On the Road with Brain Modifications: A Review of Tobias Carroll’s “In the Sight”

"in the sight"

Tobias Carroll’s fifth book, In the Sight, is a hip dystopian road novel. Farrier is the main character, and we follow his travels through roadside motels, eateries, gas stations, bars, retail locations, and secret reading rooms and societies across a futuristic American landscape.  In the Sight was inspired by Destroyer’s 2002 album, This Night, and we trail after Farrier as he dispenses a mind-altering product which can change the trajectory of your life.  A revision of life is what the product delivers.

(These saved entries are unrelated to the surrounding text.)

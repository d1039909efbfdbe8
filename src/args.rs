use clap::Parser;

/// This program extracts the examination/tally sections (심사·집계부) of scanned election
/// result documents and aggregates them by district and by candidate.
#[derive(Parser, Debug, Clone)]
#[clap(author, version, about, long_about = None)]
pub struct Args {
    /// (file paths) The tally documents to process, in order. Files that are not PDF documents
    /// are ignored.
    #[clap(value_parser)]
    pub inputs: Vec<String>,

    /// (file path, optional) A JSON configuration file (output settings, candidates, page ranges,
    /// model and rendering options).
    #[clap(short, long, value_parser)]
    pub config: Option<String>,

    /// (file path) Where to write the CSV export. By default, the file is named after the number of
    /// selected candidates and written to the output directory of the configuration.
    #[clap(short, long, value_parser)]
    pub out: Option<String>,

    /// (repeatable, default all the target candidates) The candidates to include in the export and
    /// in the summary, in order. Passing an empty name selects no candidate.
    #[clap(long, value_parser)]
    pub candidates: Option<Vec<String>>,

    /// (number, default 1) The first page of each document to process (1-based). Pages keep their
    /// absolute number for the classification.
    #[clap(long, value_parser)]
    pub start: Option<u32>,

    /// (number, default the last page) The last page of each document to process (1-based,
    /// inclusive).
    #[clap(long, value_parser)]
    pub end: Option<u32>,

    /// (number) Only processes this many pages of each document, from the start page.
    #[clap(long, value_parser)]
    pub sample: Option<u32>,

    /// (file path or 'stdout') If specified, the summary by district, candidate and voting type is
    /// written in JSON format to the given location.
    #[clap(long, value_parser)]
    pub summary: Option<String>,

    /// (file path) A reference summary in JSON format. If provided, the program checks that the
    /// computed summary matches the reference.
    #[clap(short, long, value_parser)]
    pub reference: Option<String>,

    /// (file path) Saves the extracted page records in JSON format.
    #[clap(long, value_parser)]
    pub records_out: Option<String>,

    /// (file path) Loads page records saved with --records-out instead of extracting the documents.
    #[clap(long, value_parser)]
    pub records_in: Option<String>,

    /// The name of the extraction model. Overrides the configuration file.
    #[clap(long, value_parser)]
    pub model: Option<String>,

    // Other arguments
    /// If passed as an argument, will turn on verbose logging to the standard output.
    #[clap(long, takes_value = false)]
    pub verbose: bool,
}
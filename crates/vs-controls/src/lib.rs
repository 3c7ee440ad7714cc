//! # ViewState Controls
//!
//! 使用屬性儲存與可追蹤集合的控制項狀態：樣式、熱區、資料欄位、控制項樹與資料表格

pub mod control;
pub mod field;
pub mod grid;
pub mod hotspot;
pub mod style;

// Re-export 主要類型
pub use control::{Control, ViewStateMode};
pub use field::{
    field_collection, BoundField, ButtonField, ButtonType, CheckBoxField, DataControlField,
    DataControlFieldCollection,
};
pub use grid::{GridViewState, SortDirection};
pub use hotspot::{
    CircleHotSpot, HotSpot, HotSpotCollection, HotSpotMode, PolygonHotSpot, RectangleHotSpot,
};
pub use style::{HorizontalAlign, Style, TableItemStyle};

At first, I wondered if I was heading into Huxley’s Brave New World territory, or a new age reboot of Kerouac’s On the Road, but in a more nomadic picaresque journey.  Rick Moody’s hilarious Hotels of North America even crossed my mind as well, early on, as I tried to figure out where Farrier was going and what he was aiming for in his journey.  None of these truly fit what I found in this novel.  We learn that Farrier and his friends Edwin Hollister, Lopez, and Erskine, all share a similar discontent about the lives they’re leading in university.  Edwin names what they’re after: “Reincarnation…but without the death part.” The group experiments with DIY brain science alterations, which allow the recipient to begin a new life.  Edwin partakes, revises himself, and sets off never to be heard from again, by Chapter 5.  You wonder how many times Farrier has done the same.